CHAPTER IV. MISS PENELOPE MORSE
It was already a little past the customary luncheon hour at the Carlton, and the restaurant was well filled. The orchestra had played their first selection, and the stream of incoming guests had begun to slacken. A young lady who had been sitting in the palm court for at least half an hour rose to her feet, and, glancing casually at her watch, made her way into the hotel. She entered the office and addressed the chief reception clerk.
“Can you tell me,” she asked, “if Mr. Hamilton Fynes is staying here? He should have arrived by the Lusitania last night or early this morning.”
It is not the business of a hotel reception clerk to appear surprised at anything. Nevertheless the man looked at her, for a moment, with a curious expression in his eyes.
“Mr. Hamilton Fynes!” he repeated. “Did you say that you were expecting him by the Lusitania, madam?”

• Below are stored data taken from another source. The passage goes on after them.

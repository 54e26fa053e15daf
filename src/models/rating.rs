use chrono::{DateTime, Utc};
use serde::{Deserialize, Serialize};
use sqlx::FromRow;
use validator::Validate;

#[derive(Debug, Clone, FromRow)]
pub struct Rating {
    pub id: i64,
    pub service_id: i64,
    pub score: i64,
    pub comment: String,
    pub reviewer_name: String,
    pub created_at: DateTime<Utc>,
}

#[derive(Debug, Clone, Serialize)]
pub struct RatingOut {
    pub id: i64,
    pub score: i64,
    pub comment: String,
    pub reviewer_name: String,
    pub created_at: DateTime<Utc>,
}

impl From<Rating> for RatingOut {
    fn from(rating: Rating) -> Self {
        Self {
            id: rating.id,
            score: rating.score,
            comment: rating.comment,
            reviewer_name: rating.reviewer_name,
            created_at: rating.created_at,
        }
    }
}

fn default_reviewer() -> String {
    "Anonymous".to_string()
}

#[derive(Debug, Clone, Deserialize, Validate)]
pub struct RatingCreate {
    #[validate(range(min = 1, max = 5))]
    pub score: i64,
    #[serde(default)]
    #[validate(length(max = 2000))]
    pub comment: String,
    #[serde(default = "default_reviewer")]
    #[validate(length(max = 200))]
    pub reviewer_name: String,
}
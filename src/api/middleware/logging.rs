use axum::{body::Body, http::Request, middleware::Next, response::Response};
use std::time::Instant;
use tracing::{info, warn};

/// Request logging middleware
pub async fn request_logging(request: Request<Body>, next: Next) -> Response {
    let start = Instant::now();
    let method = request.method().clone();
    let path = request.uri().path().to_string();

    let request_id = request
        .headers()
        .get("X-Request-Id")
        .and_then(|v| v.to_str().ok())
        .map(|s| s.to_string())
        .unwrap_or_else(|| uuid::Uuid::new_v4().to_string());

    let span = tracing::info_span!(
        "request",
        method = %method,
        path = %path,
        request_id = %request_id,
    );
    let _guard = span.enter();

    let response = next.run(request).await;

    let duration = start.elapsed();
    let status = response.status();

    if status.is_server_error() {
        warn!(
            status = %status.as_u16(),
            duration_ms = %duration.as_millis(),
            "Server error"
        );
    } else if status.is_client_error() {
        warn!(
            status = %status.as_u16(),
            duration_ms = %duration.as_millis(),
            "Client error"
        );
    } else {
        info!(
            status = %status.as_u16(),
            duration_ms = %duration.as_millis(),
            "Request completed"
        );
    }

    response
}

/// Initialize tracing subscriber for structured logging
pub fn init_tracing() {
    use tracing_subscriber::{
        fmt::{self, format::FmtSpan},
        layer::SubscriberExt,
        util::SubscriberInitExt,
        EnvFilter,
    };

    let env_filter = EnvFilter::try_from_default_env()
        .unwrap_or_else(|_| EnvFilter::new("info,satring=debug"));

    let fmt_layer = fmt::layer()
        .with_target(true)
        .with_span_events(FmtSpan::CLOSE)
        .json();

    tracing_subscriber::registry()
        .with(env_filter)
        .with(fmt_layer)
        .init();
}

“Yes!” the young lady answered. “He asked me to lunch with him here today. Can you tell me whether he has arrived yet? If he is in his room, I should be glad if you would send up to him.”
There were several people in the office who were in a position to overhear their conversation. With a word of apology, the man came round from his place behind the mahogany counter. He stood by the side of the young lady, and he seemed to be suffering from some embarrassment.
“Will you pardon my asking, madam, if you have seen the newspapers this morning?” he inquired.
Without a doubt, her first thought was that the question savored of impertinence. She looked at him with slightly upraised eyebrows. She was slim, of medium complexion, with dark brown hair parted in the middle and waving a little about her temples. She was irreproachably dressed, from the tips of her patent shoes to the black feathers in her Paris hat.
“The newspapers!” she repeated. “Why, no, I don’t think that I have seen them this morning. What have they to do with Mr. Hamilton Fynes?”